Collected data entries
□ □ □ □ □ □ □
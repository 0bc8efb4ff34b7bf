use std::path::PathBuf;

use chrono::{DateTime, Utc};
use serde::{Deserialize, Serialize};
use uuid::Uuid;

/// Metadata of one concrete execution attempt.
#[derive(Debug, Clone, PartialEq, Serialize, Deserialize)]
pub struct ExecLog {
  pub log_id: Uuid,
  pub started_at: DateTime<Utc>,
  pub ended_at: Option<DateTime<Utc>>,
  /// Driver return code. `None` when the driver never ran or was killed.
  pub return_code: Option<i32>,
  pub stdout: Option<PathBuf>,
  pub stderr: Option<PathBuf>,
}

impl ExecLog {
  /// Open a log for an attempt starting now.
  pub fn start() -> Self {
    Self {
      log_id: Uuid::new_v4(),
      started_at: Utc::now(),
      ended_at: None,
      return_code: None,
      stdout: None,
      stderr: None,
    }
  }

  pub fn finish(&mut self, return_code: Option<i32>) {
    self.ended_at = Some(Utc::now());
    self.return_code = return_code;
  }
}
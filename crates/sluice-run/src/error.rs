use crate::state::RunState;
use crate::tree::{NodeId, RunId, TransitionOp};

#[derive(Debug, Clone, PartialEq, Eq, thiserror::Error)]
pub enum TransitionError {
  #[error("cannot {op} node {node} from state {from}")]
  InvalidTransition {
    node: NodeId,
    op: TransitionOp,
    from: RunState,
  },

  #[error("node {node} does not exist")]
  UnknownNode { node: NodeId },

  #[error("run {run_id} is not registered")]
  UnknownRun { run_id: RunId },

  /// A component may reuse a record or carry its own log, never both.
  #[error("node {node}: {message}")]
  Completion { node: NodeId, message: String },
}
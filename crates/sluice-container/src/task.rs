use std::path::{Path, PathBuf};

use serde::{Deserialize, Serialize};
use sluice_cache::ContentHash;
use sluice_pipeline::InternalStep;

use crate::error::ContainerError;

/// One file the task reads.
#[derive(Debug, Clone, PartialEq, Serialize, Deserialize)]
pub struct TaskInput {
  /// File name inside the sandbox `input/` directory.
  pub name: String,
  /// Where the bytes live on the host.
  pub source: PathBuf,
  /// Recorded hash, checked before launch when present.
  #[serde(default, skip_serializing_if = "Option::is_none")]
  pub expected_hash: Option<ContentHash>,
}

/// Everything the runner needs to execute one task in a sandbox.
///
/// The driver is invoked as `driver <args...> <inputs...> <outputs...>`,
/// with input and output names rewritten to their paths as seen by the
/// driver.
#[derive(Debug, Clone, PartialEq, Serialize, Deserialize)]
pub struct ContainerTask {
  pub task_id: String,
  pub image: PathBuf,
  #[serde(default, skip_serializing_if = "Option::is_none")]
  pub app: Option<String>,
  pub driver: String,
  #[serde(default)]
  pub args: Vec<String>,
  pub inputs: Vec<TaskInput>,
  pub outputs: Vec<String>,
  /// Internal steps of a multi-step image, run in order.
  #[serde(default, skip_serializing_if = "Vec::is_empty")]
  pub steps: Vec<InternalStep>,
}

impl ContainerTask {
  pub fn is_multi_step(&self) -> bool {
    !self.steps.is_empty()
  }

  pub fn read(path: impl AsRef<Path>) -> Result<Self, ContainerError> {
    let path = path.as_ref();
    let content = std::fs::read_to_string(path).map_err(|e| ContainerError::io(path, e))?;
    Ok(serde_json::from_str(&content)?)
  }

  pub fn write(&self, path: impl AsRef<Path>) -> Result<(), ContainerError> {
    let path = path.as_ref();
    let content = serde_json::to_string_pretty(self)?;
    std::fs::write(path, content).map_err(|e| ContainerError::io(path, e))
  }

  pub(crate) fn validate(&self) -> Result<(), ContainerError> {
    let invalid = |message: String| ContainerError::InvalidTask { message };
    if self.driver.trim().is_empty() && !self.is_multi_step() && self.app.is_none() {
      return Err(invalid("driver must not be empty".to_string()));
    }
    for name in self
      .inputs
      .iter()
      .map(|i| i.name.as_str())
      .chain(self.outputs.iter().map(String::as_str))
    {
      if name.is_empty() || name.contains('/') || name == "." || name == ".." {
        return Err(invalid(format!("'{}' is not a plain file name", name)));
      }
    }
    Ok(())
  }
}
□ □ □ □ □ □ □
What should come out is the exact run of lines from the one holding "pub fn write(&self, path: impl" through the end of the records above, and nothing besides.

**Finished task**
  pub fn write(&self, path: impl AsRef<Path>) -> Result<(), ContainerError> {
    let path = path.as_ref();
    let content = serde_json::to_string_pretty(self)?;
    std::fs::write(path, content).map_err(|e| ContainerError::io(path, e))
  }

  pub(crate) fn validate(&self) -> Result<(), ContainerError> {
    let invalid = |message: String| ContainerError::InvalidTask { message };
    if self.driver.trim().is_empty() && !self.is_multi_step() && self.app.is_none() {
      return Err(invalid("driver must not be empty".to_string()));
    }
    for name in self
      .inputs
      .iter()
      .map(|i| i.name.as_str())
      .chain(self.outputs.iter().map(String::as_str))
    {
      if name.is_empty() || name.contains('/') || name == "." || name == ".." {
        return Err(invalid(format!("'{}' is not a plain file name", name)));
      }
    }
    Ok(())
  }
}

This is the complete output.